At the outset, it must be emphasized that attending and/or voting through proxy in a members’ meeting is allowed by the Revised Corporation Code. Sec. 49 of the Revised Corporation Code provides, to wit:
“SEC. 49. Regular and Special Meetings of Stockholders or Members. –x x x
The right to vote of stockholders or members may be exercised in person, through a proxy, or when so authorized in the bylaws, through remote communication or in absentia. The Commission shall issue the rules and regulations governing participation and voting through remote communication or in absentia, taking into account the company’s scale, number of shareholders or members, structure, and other factors consistent with the protection and promotion of shareholders’ or member’s meetings.” [Emphasis supplied.]
Further, Sec. 57 and Sec. 88 of the RCC state, to wit:
“SEC. 57. Manner of Voting; Proxies. – Stockholders and members may vote in person or by proxy in all meetings of stockholders or members. When so authorized in the bylaws or by a majority of the board of directors, the stockholders or members of corporations may also vote through remote communication or in absentia: x x x
x x x
SEC. 88. Right to Vote. – The right of the members of any class or classes to vote may be limited, broadened, or denied to the extent specified in the articles of incorporation or the bylaws. Unless so limited, broadened, or denied, each member, regardless of class, shall be entitled to one (1) vote.
Unless otherwise provided in the articles of incorporation or the bylaws, a member may vote by proxy, in accordance with the provisions of this Code. The bylaws may likewise authorize voting through remote communication and/or in absentia.” [Emphasis supplied.]
Legal Requirement for a Proxy
Under the RCC, a proxy form should accompany each notice of meeting of the members.
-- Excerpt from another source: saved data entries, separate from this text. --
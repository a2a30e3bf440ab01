//! The token endpoint: authorization-code + PKCE exchange.
//!
//! Accepts both `application/x-www-form-urlencoded` and JSON bodies. Every
//! validation step fails with its own RFC 6749 error body; the code is
//! marked used in the same transaction that persists the access token.

use axum::Json;
use axum::body::Bytes;
use axum::extract::State;
use axum::http::{HeaderMap, StatusCode, header};
use axum::response::{IntoResponse, Response};
use serde::Deserialize;
use serde_json::json;
use tracing::instrument;

use super::{random_b64url, s256_challenge, token_hash};
use crate::error::GatewayError;
use crate::state::SharedState;
use crate::store::RedeemError;

#[derive(Debug, Deserialize)]
pub struct TokenRequest {
    #[serde(default)]
    pub grant_type: Option<String>,
    #[serde(default)]
    pub code: Option<String>,
    #[serde(default)]
    pub redirect_uri: Option<String>,
    #[serde(default)]
    pub client_id: Option<String>,
    #[serde(default)]
    pub client_secret: Option<String>,
    #[serde(default)]
    pub code_verifier: Option<String>,
}

fn oauth_error(status: StatusCode, error: &str, description: &str) -> Response {
    (
        status,
        Json(json!({ "error": error, "error_description": description })),
    )
        .into_response()
}

fn invalid_grant(description: &str) -> Response {
    oauth_error(StatusCode::BAD_REQUEST, "invalid_grant", description)
}

#[instrument(skip_all)]
pub async fn post_token(
    State(state): State<SharedState>,
    headers: HeaderMap,
    body: Bytes,
) -> Result<Response, GatewayError> {
    let content_type = headers
        .get(header::CONTENT_TYPE)
        .and_then(|v| v.to_str().ok())
        .unwrap_or("");
    let request: TokenRequest = if content_type.starts_with("application/json") {
        match serde_json::from_slice(&body) {
            Ok(request) => request,
            Err(_) => {
                return Ok(oauth_error(
                    StatusCode::BAD_REQUEST,
                    "invalid_request",
                    "request body is not valid JSON",
                ));
            }
        }
    } else {
        match serde_urlencoded::from_bytes(&body) {
            Ok(request) => request,
            Err(_) => {
                return Ok(oauth_error(
                    StatusCode::BAD_REQUEST,
                    "invalid_request",
                    "request body is not valid form encoding",
                ));
            }
        }
    };

    // 1. Grant type.
    match request.grant_type.as_deref() {
        Some("authorization_code") => {}
        _ => {
            return Ok(oauth_error(
                StatusCode::BAD_REQUEST,
                "unsupported_grant_type",
                "only authorization_code is supported",
            ));
        }
    }

    // 2. Required parameters.
    let (Some(code), Some(redirect_uri), Some(client_id), Some(client_secret), Some(code_verifier)) = (
        request.code,
        request.redirect_uri,
        request.client_id,
        request.client_secret,
        request.code_verifier,
    ) else {
        return Ok(oauth_error(
            StatusCode::BAD_REQUEST,
            "invalid_request",
            "code, redirect_uri, client_id, client_secret, and code_verifier are required",
        ));
    };

    // 3. Client authentication.
    let client = match state.db.get_oauth_client(&client_id).await? {
        Some(client) if client.is_active => client,
        _ => {
            return Ok(oauth_error(
                StatusCode::UNAUTHORIZED,
                "invalid_client",
                "unknown or inactive client",
            ));
        }
    };
    let secret_ok =
        bcrypt::verify(&client_secret, &client.secret_hash).unwrap_or(false);
    if !secret_ok {
        return Ok(oauth_error(
            StatusCode::UNAUTHORIZED,
            "invalid_client",
            "client authentication failed",
        ));
    }

    // 4-7. Code validity, redirect binding, PKCE, and session liveness are
    // checked inside the redemption transaction.
    let computed_challenge = s256_challenge(&code_verifier);
    let raw_token = random_b64url(64);
    let hash = token_hash(&raw_token);

    let redeemed = match state
        .db
        .redeem_auth_code(&code, &client.id, &redirect_uri, &computed_challenge, &hash)
        .await?
    {
        Ok(redeemed) => redeemed,
        Err(reason) => {
            let response = match reason {
                RedeemError::CodeNotFound => invalid_grant("authorization code not found"),
                RedeemError::CodeUsed => invalid_grant("authorization code already used"),
                RedeemError::CodeExpired => invalid_grant("authorization code expired"),
                RedeemError::CodeClientMismatch => {
                    invalid_grant("authorization code was issued to another client")
                }
                RedeemError::RedirectMismatch => {
                    invalid_grant("redirect_uri does not match the authorization request")
                }
                RedeemError::PkceMismatch => invalid_grant("code_verifier does not match"),
                RedeemError::SessionMissing => {
                    invalid_grant("linked session key no longer exists")
                }
                RedeemError::SessionInactive => invalid_grant("linked session key is revoked"),
            };
            return Ok(response);
        }
    };

    let expires_in = (redeemed.expires_at - crate::store::now_unix()).max(0);
    tracing::info!(
        client_id = %client.id,
        session = %redeemed.session_id,
        "access token issued"
    );

    Ok(Json(json!({
        "access_token": raw_token,
        "token_type": "Bearer",
        "expires_in": expires_in,
        "scope": redeemed.scopes.join(" "),
        "session_id": redeemed.session_id,
        "wallet_address": redeemed.wallet_address,
    }))
    .into_response())
}
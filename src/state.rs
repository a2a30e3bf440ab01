//! Process-wide state shared by all request handlers.
//!
//! Everything here is initialized once at startup; a failure during init is
//! fatal. Handlers receive `SharedState` through axum's `State` extractor.

use std::sync::Arc;

use crate::config::Config;
use crate::crypto::ServerKeyring;
use crate::mcp::McpSessionManager;
use crate::nonce::NonceStore;
use crate::proxy::PayGate;
use crate::registry::ToolRegistry;
use crate::sign::SigningService;
use crate::store::Db;
use crate::workflow::WorkflowEngine;

pub struct AppState {
    pub config: Config,
    pub db: Db,
    pub keyring: Arc<ServerKeyring>,
    pub signing: SigningService,
    pub paygate: PayGate,
    pub engine: WorkflowEngine,
    pub registry: Arc<ToolRegistry>,
    pub nonces: Arc<dyn NonceStore>,
    pub mcp_sessions: Arc<McpSessionManager>,
}

pub type SharedState = Arc<AppState>;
Proxies shall be in writing, signed and filed by the member, in any form authorized in the bylaws and received by the corporate secretary within a reasonable time before the scheduled meeting. Unless otherwise provided in the proxy form, it shall be valid only for the meeting for which it is intended.
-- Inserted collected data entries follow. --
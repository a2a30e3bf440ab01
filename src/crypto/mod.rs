//! Encryption of secret material at rest.
//!
//! Proxy headers and session private keys are stored under a hybrid
//! envelope: a fresh AES-256-GCM key per record, wrapped with the server's
//! RSA-OAEP(SHA-256) public key. The RSA private key is loaded once at
//! startup and shared read-only; a parse failure is fatal.

mod hybrid;

pub use hybrid::{HybridCryptoError, HybridEncrypted};

use rsa::pkcs8::{DecodePrivateKey, DecodePublicKey};
use rsa::{RsaPrivateKey, RsaPublicKey};
use serde::de::DeserializeOwned;

#[derive(Debug, thiserror::Error)]
pub enum KeyringError {
    #[error("failed to parse server private key PEM")]
    PrivateKeyParse(#[source] rsa::pkcs8::Error),
    #[error("failed to parse server public key PEM")]
    PublicKeyParse(#[source] rsa::pkcs8::spki::Error),
}

/// The server's RSA keypair, held in process memory for the whole lifetime.
pub struct ServerKeyring {
    private: RsaPrivateKey,
    public: RsaPublicKey,
}

impl std::fmt::Debug for ServerKeyring {
    fn fmt(&self, f: &mut std::fmt::Formatter<'_>) -> std::fmt::Result {
        // Key material must never appear in logs.
        f.debug_struct("ServerKeyring").finish_non_exhaustive()
    }
}

impl ServerKeyring {
    /// Parse the keypair from PKCS#8 (private) and SPKI (public) PEMs.
    pub fn from_pems(private_pem: &str, public_pem: &str) -> Result<Self, KeyringError> {
        let private =
            RsaPrivateKey::from_pkcs8_pem(private_pem).map_err(KeyringError::PrivateKeyParse)?;
        let public =
            RsaPublicKey::from_public_key_pem(public_pem).map_err(KeyringError::PublicKeyParse)?;
        Ok(Self { private, public })
    }

    /// Encrypt a plaintext into a hybrid envelope.
    pub fn encrypt(&self, plaintext: &[u8]) -> Result<HybridEncrypted, HybridCryptoError> {
        hybrid::encrypt(&self.public, plaintext)
    }

    /// Decrypt a hybrid envelope. Fails closed on any tampering.
    pub fn decrypt(&self, envelope: &HybridEncrypted) -> Result<Vec<u8>, HybridCryptoError> {
        hybrid::decrypt(&self.private, envelope)
    }

    /// Decrypt and JSON-parse a hybrid envelope.
    pub fn decrypt_json<T: DeserializeOwned>(
        &self,
        envelope: &HybridEncrypted,
    ) -> Result<T, HybridCryptoError> {
        let plaintext = self.decrypt(envelope)?;
        serde_json::from_slice(&plaintext).map_err(|_| HybridCryptoError::PlaintextParse)
    }
}

#[cfg(test)]
pub(crate) mod test_support {
    use super::*;
    use rsa::pkcs8::{EncodePrivateKey, EncodePublicKey, LineEnding};
    use std::sync::Arc;

    /// A freshly generated keyring for tests. RSA keygen is slow, so tests
    /// share one via `once_cell`.
    pub fn test_keyring() -> Arc<ServerKeyring> {
        use once_cell::sync::Lazy;
        static KEYRING: Lazy<Arc<ServerKeyring>> = Lazy::new(|| {
            let mut rng = aes_gcm::aead::OsRng;
            let private = RsaPrivateKey::new(&mut rng, 2048).expect("rsa keygen");
            let public = RsaPublicKey::from(&private);
            let private_pem = private
                .to_pkcs8_pem(LineEnding::LF)
                .expect("private pem")
                .to_string();
            let public_pem = public
                .to_public_key_pem(LineEnding::LF)
                .expect("public pem");
            Arc::new(ServerKeyring::from_pems(&private_pem, &public_pem).expect("keyring"))
        });
        KEYRING.clone()
    }
}

#[cfg(test)]
mod tests {
    use super::test_support::test_keyring;

    #[test]
    fn round_trips_arbitrary_plaintext() {
        let keyring = test_keyring();
        let plaintext = b"0x59c6995e998f97a5a0044966f0945389dc9e86dae88c7a8412f4603b6b78690d";
        let envelope = keyring.encrypt(plaintext).unwrap();
        assert_eq!(keyring.decrypt(&envelope).unwrap(), plaintext);
    }

    #[test]
    fn decrypt_json_parses_typed_payloads() {
        let keyring = test_keyring();
        let envelope = keyring
            .encrypt(br#"{"x-api-key":"sekrit"}"#)
            .unwrap();
        let headers: std::collections::HashMap<String, String> =
            keyring.decrypt_json(&envelope).unwrap();
        assert_eq!(headers["x-api-key"], "sekrit");
    }
}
Evidently, attending and/or voting by proxy is authorized by the Revised Corporation Code and should be in accordance with the said law and the by-laws of the corporation. So long as proxies are expressly allowed in a corporation’s By Laws, and provided that the forms used do not contravene the provisions of the Revised Corporation Code, meetings, elections and voting through proxy is legally permissible. Emphasis must be given in the formalities stated on the By Laws, because a proxy that does not comply may not be considered as binding or effective.
About Nicolas and De Vega Law Offices
If you want to learn more on how to hold board meetings or other corporate or need assistance in corporate law, commercial law, corporate or commercial litigation or need corporate retainer services, or civil or other criminal law-related issues, we can help you. Nicolas and de Vega Law Offices is a full-service law firm in the Philippines. You may visit us at the 16th Flr., Suite 1607 AIC Burgundy Empire Tower, ADB Ave., Ortigas Center, 1605 Pasig City, Metro Manila, Philippines. You may also call us at +632 84706126, +632 84706130, +632 84016392 or e-mail us at [email protected]. Visit our website https://ndvlaw.com.
 Sec. 50, RCC.
 Sec. 57, RCC.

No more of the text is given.